Profiling of transcriptomic changes in androgen-dependent prostate cancer cells in response to anrogen deprivation.

Castration-resistant prostate cancer (CRPC) emerges in response to androgen deprivation therapies and exhibits high cellular plasticity eventually progressing into neuroendocrine prostate cancer (NEPC). In this study, we took advantage of the dynamic prostate cancer cell system recapitulating the CRPC onset to identify lncRNAs induced early in response to androgen deprivation. In this system, first, adenocarcinoma LNCaP cells are grown in the presence of dihydrotestosterone (DHT) mimicking primary epithelial androgen-dependent luminal tumors (NE_0j). Then, they are subjected to androgen deprivation which induces immediate growth arrest, progressive change in cell morphology and properties towards the neuroendocrine-like phenotype (NE-like cells, NE_15j, 1m, 3m) and finally lead to acquisition of androgen independence (NE_6m).

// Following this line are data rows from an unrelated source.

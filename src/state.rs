//! 애플리케이션 상태 관리

use crate::config::Config;
use crate::protocol::ServerMessage;
use crate::sync::{PlaybackSyncService, Transport};
use dashmap::DashMap;
use std::sync::Arc;
use std::time::Instant;
use tokio::sync::mpsc::UnboundedSender;

/// 전역 애플리케이션 상태
pub struct AppState {
    /// 재생 동기화 서비스
    pub sync: PlaybackSyncService,
    /// 살아있는 WebSocket 연결
    pub hub: ConnectionHub,
    /// 설정
    pub config: Arc<Config>,
}

impl AppState {
    pub fn new(config: Config) -> Self {
        Self {
            sync: PlaybackSyncService::new(config.playback.clone()),
            hub: ConnectionHub::new(),
            config: Arc::new(config),
        }
    }
}

/// 연결 세션 정보
pub struct PeerSession {
    pub sender: UnboundedSender<ServerMessage>,
    pub connected_at: Instant,
}

/// 연결 ID -> 송신 채널 레지스트리
#[derive(Default)]
pub struct ConnectionHub {
    peers: DashMap<String, PeerSession>,
}

impl ConnectionHub {
    pub fn new() -> Self {
        Self::default()
    }

    pub fn register(&self, connection_id: &str, sender: UnboundedSender<ServerMessage>) {
        self.peers.insert(
            connection_id.to_string(),
            PeerSession {
                sender,
                connected_at: Instant::now(),
            },
        );
    }

    pub fn unregister(&self, connection_id: &str) -> Option<PeerSession> {
        self.peers.remove(connection_id).map(|(_, session)| session)
    }

    pub fn len(&self) -> usize {
        self.peers.len()
    }

    pub fn is_empty(&self) -> bool {
        self.peers.is_empty()
    }
}

impl Transport for ConnectionHub {
    fn emit(&self, connection_id: &str, message: ServerMessage) -> bool {
        match self.peers.get(connection_id) {
            Some(session) => session.sender.send(message).is_ok(),
            None => false,
        }
    }
}

#[cfg(test)]
mod tests {
    use super::*;
    use tokio::sync::mpsc;

    #[test]
    fn emit_reaches_registered_peer_only() {
        let hub = ConnectionHub::new();
        let (tx, mut rx) = mpsc::unbounded_channel();
        hub.register("c1", tx);

        assert!(hub.emit("c1", ServerMessage::HeartbeatAck));
        assert!(!hub.emit("c2", ServerMessage::HeartbeatAck));
        assert_eq!(rx.try_recv().ok(), Some(ServerMessage::HeartbeatAck));
    }

    #[test]
    fn emit_fails_after_unregister_or_closed_receiver() {
        let hub = ConnectionHub::new();
        let (tx, rx) = mpsc::unbounded_channel();
        hub.register("c1", tx);
        drop(rx);
        assert!(!hub.emit("c1", ServerMessage::HeartbeatAck));

        assert!(hub.unregister("c1").is_some());
        assert_eq!(hub.len(), 0);
        assert!(hub.unregister("c1").is_none());
    }

    #[test]
    fn is_empty_tracks_registrations() {
        let hub = ConnectionHub::new();
        assert!(hub.is_empty());

        let (tx, _rx) = mpsc::unbounded_channel();
        hub.register("c1", tx);
        assert!(!hub.is_empty());
        assert_eq!(hub.len(), 1);

        hub.unregister("c1");
        assert!(hub.is_empty());
    }
}
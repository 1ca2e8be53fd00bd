//! 재생 제어 액션

use super::SyncError;
use crate::protocol::ControlRequest;

/// 검증된 재생 제어 액션
#[derive(Debug, Clone, Copy, PartialEq)]
pub enum PlaybackAction {
    Play { current_time: Option<f64> },
    Pause { current_time: Option<f64> },
    Seek { current_time: f64 },
    RateChange {
        playback_rate: f64,
        current_time: Option<f64>,
    },
    /// 컨트롤러의 주기적인 재생 위치 보고
    TimeUpdate { current_time: f64 },
}

impl PlaybackAction {
    /// 와이어 상의 액션 이름
    pub fn name(&self) -> &'static str {
        match self {
            Self::Play { .. } => "play",
            Self::Pause { .. } => "pause",
            Self::Seek { .. } => "seek",
            Self::RateChange { .. } => "rate_change",
            Self::TimeUpdate { .. } => "time_update",
        }
    }
}

impl TryFrom<&ControlRequest> for PlaybackAction {
    type Error = SyncError;

    fn try_from(request: &ControlRequest) -> Result<Self, Self::Error> {
        let action = request.action.as_str();
        let require = |value: Option<f64>, field: &str| {
            value
                .filter(|v| v.is_finite())
                .ok_or_else(|| SyncError::InvalidPayload {
                    action: action.to_string(),
                    reason: format!("{field} is required"),
                })
        };
        let current_time = request.current_time.filter(|v| v.is_finite());

        match action {
            "play" => Ok(Self::Play { current_time }),
            "pause" => Ok(Self::Pause { current_time }),
            "seek" => Ok(Self::Seek {
                current_time: require(request.current_time, "currentTime")?,
            }),
            "rate_change" => Ok(Self::RateChange {
                playback_rate: require(request.playback_rate, "playbackRate")?,
                current_time,
            }),
            "time_update" => Ok(Self::TimeUpdate {
                current_time: require(request.current_time, "currentTime")?,
            }),
            other => Err(SyncError::UnknownAction(other.to_string())),
        }
    }
}
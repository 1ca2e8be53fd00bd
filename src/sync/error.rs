//! 재생 동기화 에러 정의

use thiserror::Error;

/// 서비스 연산 실패 사유
#[derive(Debug, Clone, PartialEq, Error)]
pub enum SyncError {
    #[error("connection {0} is not joined to any video")]
    UnknownConnection(String),

    #[error("no playback session for video {0}")]
    SessionNotFound(String),

    #[error("user {user_id} may not control playback of {video_id}")]
    Unauthorized { user_id: String, video_id: String },

    #[error("user {0} is not the current controller")]
    NotController(String),

    #[error("user {0} is not joined to this video")]
    TargetNotJoined(String),

    #[error("unknown playback action: {0}")]
    UnknownAction(String),

    #[error("invalid payload for {action}: {reason}")]
    InvalidPayload { action: String, reason: String },
}

impl SyncError {
    /// 클라이언트에게 내려가는 에러 코드
    pub fn code(&self) -> &'static str {
        match self {
            Self::UnknownConnection(_) => "not_joined",
            Self::SessionNotFound(_) => "session_not_found",
            Self::Unauthorized { .. } => "control_denied",
            Self::NotController(_) => "not_controller",
            Self::TargetNotJoined(_) => "target_not_joined",
            Self::UnknownAction(_) => "unknown_action",
            Self::InvalidPayload { .. } => "invalid_payload",
        }
    }
}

Total RNA-sequencing followed by differential expression analysis of scallop-assembled transcripts and multiple filtering isolated gencode annotated protein-coding and long noncoding RNA genes but also 15 novel lncRNAs highly upregulated upon androgen deprivation. Overall design: Cells were cultured and treated in triplicates for each condition to extract RNA. RNA samples were treated with Dnase, quality controlled (RIN above 9) and used for the library preparation). To perform differential expression analysis a condition of growth in the presence of androgen NE_0j) was considered as a reference to define up- and down-regulated genes in cells grown in the absence of androgen.